While using the soccerdata library to scrape event data from WhoScored, I've encountered an issue where the read_events function seems to ignore the live=False parameter. Despite explicitly setting live=False, the function attempts to scrape the live URL, resulting in repeated errors. (Please ignore the "priority game" aspects of the script that is carry over from another project that I did not remove from this function call.)
Here are some relevant details:
Script Parameters and Logs:
The script sets live=False for the read_events function.
However, the logs indicate that the function tries to access the live URL: https://www.whoscored.com/Matches/1787316/Live.

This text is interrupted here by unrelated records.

use crate::error::TimelineResult;
use crate::render::{Renderer, TimelineFrame};

/// No-op renderer used by tests and headless engine usage.
///
/// It still validates frame content so tests catch invalid geometry before
/// a real backend is involved.
#[derive(Debug, Default)]
pub struct NullRenderer {
    pub frames_rendered: u64,
    pub last_label_count: usize,
    pub last_lane_count: usize,
    pub last_visible_bar_count: usize,
}

impl Renderer for NullRenderer {
    fn render(&mut self, frame: &TimelineFrame) -> TimelineResult<()> {
        frame.validate()?;
        self.frames_rendered = self.frames_rendered.saturating_add(1);
        self.last_label_count = frame.labels.len();
        self.last_lane_count = frame.lanes.len();
        self.last_visible_bar_count = frame.visible_bar_count();
        Ok(())
    }
}
use std::collections::HashMap;

use serde::{Deserialize, Serialize};

use crate::core::{Label, RangeSelector, Window};

/// Runtime metrics exposed by the in-engine axis-label cache.
#[derive(Debug, Clone, Copy, PartialEq, Eq, Default, Serialize, Deserialize)]
pub struct LabelCacheStats {
    pub hits: u64,
    pub misses: u64,
    pub size: usize,
}

#[derive(Debug, Clone, Copy, PartialEq, Eq, Hash)]
pub(super) struct LabelCacheKey {
    pub(super) window: Window,
    pub(super) range: RangeSelector,
}

/// Bounded memo of label sequences keyed by `(window, range)`.
///
/// Labels depend on nothing else, so entries never go stale; the cache is
/// simply emptied when it reaches capacity.
#[derive(Debug)]
pub(super) struct AxisLabelCache {
    entries: HashMap<LabelCacheKey, Vec<Label>>,
    capacity: usize,
    hits: u64,
    misses: u64,
}

impl AxisLabelCache {
    pub(super) fn with_capacity(capacity: usize) -> Self {
        Self {
            entries: HashMap::new(),
            capacity: capacity.max(1),
            hits: 0,
            misses: 0,
        }
    }

    pub(super) fn get_or_compute<F>(&mut self, key: LabelCacheKey, compute: F) -> Vec<Label>
    where
        F: FnOnce() -> Vec<Label>,
    {
        if let Some(value) = self.entries.get(&key) {
            self.hits = self.hits.saturating_add(1);
            return value.clone();
        }

        self.misses = self.misses.saturating_add(1);
        let value = compute();
        if self.entries.len() >= self.capacity {
            self.entries.clear();
        }
        self.entries.insert(key, value.clone());
        value
    }

    pub(super) fn clear(&mut self) {
        self.entries.clear();
    }

    pub(super) fn stats(&self) -> LabelCacheStats {
        LabelCacheStats {
            hits: self.hits,
            misses: self.misses,
            size: self.entries.len(),
        }
    }
}
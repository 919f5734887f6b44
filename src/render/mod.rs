mod frame;
mod null_renderer;
mod primitives;

pub use frame::TimelineFrame;
pub use null_renderer::NullRenderer;
pub use primitives::{AxisLabelPrimitive, Color, EventBar, LaneRow, TextHAlign};

use crate::error::TimelineResult;

/// Contract implemented by any rendering backend.
///
/// Backends receive a fully materialized, deterministic `TimelineFrame` so
/// drawing code remains isolated from event storage and navigation logic.
pub trait Renderer {
    fn render(&mut self, frame: &TimelineFrame) -> TimelineResult<()>;
}
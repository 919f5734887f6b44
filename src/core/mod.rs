//! Pure timeline layout: window resolution, axis labels and span projection.
//!
//! Nothing in here performs I/O or holds state between calls.

pub mod axis_labels;
pub mod event;
pub mod primitives;
pub mod range;
pub mod span_projection;
pub mod types;
pub mod window;

pub use axis_labels::{
    LABEL_TIERS, Label, LabelFormat, LabelStrategy, LabelTier, labels, labels_for_tier,
    select_tier,
};
pub use event::{Event, EventLink, EventPatch, LinkKind, Sentiment};
pub use primitives::{format_instant, parse_instant};
pub use range::{NavigationDirection, RangeSelector};
pub use span_projection::{
    MIN_VISIBLE_WIDTH_PERCENT, ProjectedSpan, position_percent, project, project_spans,
};
pub use types::{EventSpan, Instant, Window};
pub use window::{initial_cursor, navigate, resolve};
use serde::{Deserialize, Serialize};

use crate::core::{NavigationDirection, RangeSelector};

/// Which presentation of the event collection is active.
#[derive(Debug, Clone, Copy, PartialEq, Eq, Hash, Default, Serialize, Deserialize)]
#[serde(rename_all = "lowercase")]
pub enum ViewMode {
    #[default]
    Timeline,
    Calendar,
    List,
}

/// User input from the timeline toolbar.
#[derive(Debug, Clone, Copy, PartialEq, Eq, Serialize, Deserialize)]
#[serde(tag = "type", rename_all = "snake_case")]
pub enum ControlAction {
    Navigate { direction: NavigationDirection },
    SetRange { range: RangeSelector },
    /// Back to the default three-day range; the cursor stays put.
    ResetRange,
    SetView { view: ViewMode },
}

/// Toolbar state: the selected range and view.
#[derive(Debug, Clone, Copy, PartialEq, Eq, Default, Serialize, Deserialize)]
pub struct ControlState {
    pub range: RangeSelector,
    pub view: ViewMode,
}

impl ControlState {
    #[must_use]
    pub fn new(range: RangeSelector, view: ViewMode) -> Self {
        Self { range, view }
    }

    /// Applies a non-navigation action; returns `true` if anything changed.
    ///
    /// Navigation moves the cursor, which the engine owns, so it is a no-op here.
    pub fn apply(&mut self, action: ControlAction) -> bool {
        let before = *self;
        match action {
            ControlAction::Navigate { .. } => {}
            ControlAction::SetRange { range } => self.range = range,
            ControlAction::ResetRange => self.range = RangeSelector::ThreeDays,
            ControlAction::SetView { view } => self.view = view,
        }
        before != *self
    }
}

INFO Setting read_events params: match_id=1729479, output_fmt=spadl, force_cache=False, live=False scrape_euros.py:133
INFO Could not find priority game 1729479. scrape_euros.py:151
INFO Processing home team: Scotland [424] scrape_euros.py:160
INFO Processing away team: Hungary [327] scrape_euros.py:161
INFO Processing game 1787316... scrape_euros.py:168
ERROR Error while scraping https://www.whoscored.com/Matches/1787316/Live. Retrying in 0 seconds... (attempt 1 of 5). _common.py:469
HTML Structure for Group Stage vs Knockouts:
Another observation that might be relevant is the difference in HTML structure when accessing group stage games versus knockout stage games. This difference could potentially affect the scraping process.
Steps to Reproduce:
Set up a script to scrape event data using the soccerdata library.
Ensure the read_events function has live=False.
Run the script and observe the logs.
Expected Behavior:
The read_events function should not attempt to access the live URL when live=False is set.
Actual Behavior:
The function tries to scrape the live URL, leading to repeated errors.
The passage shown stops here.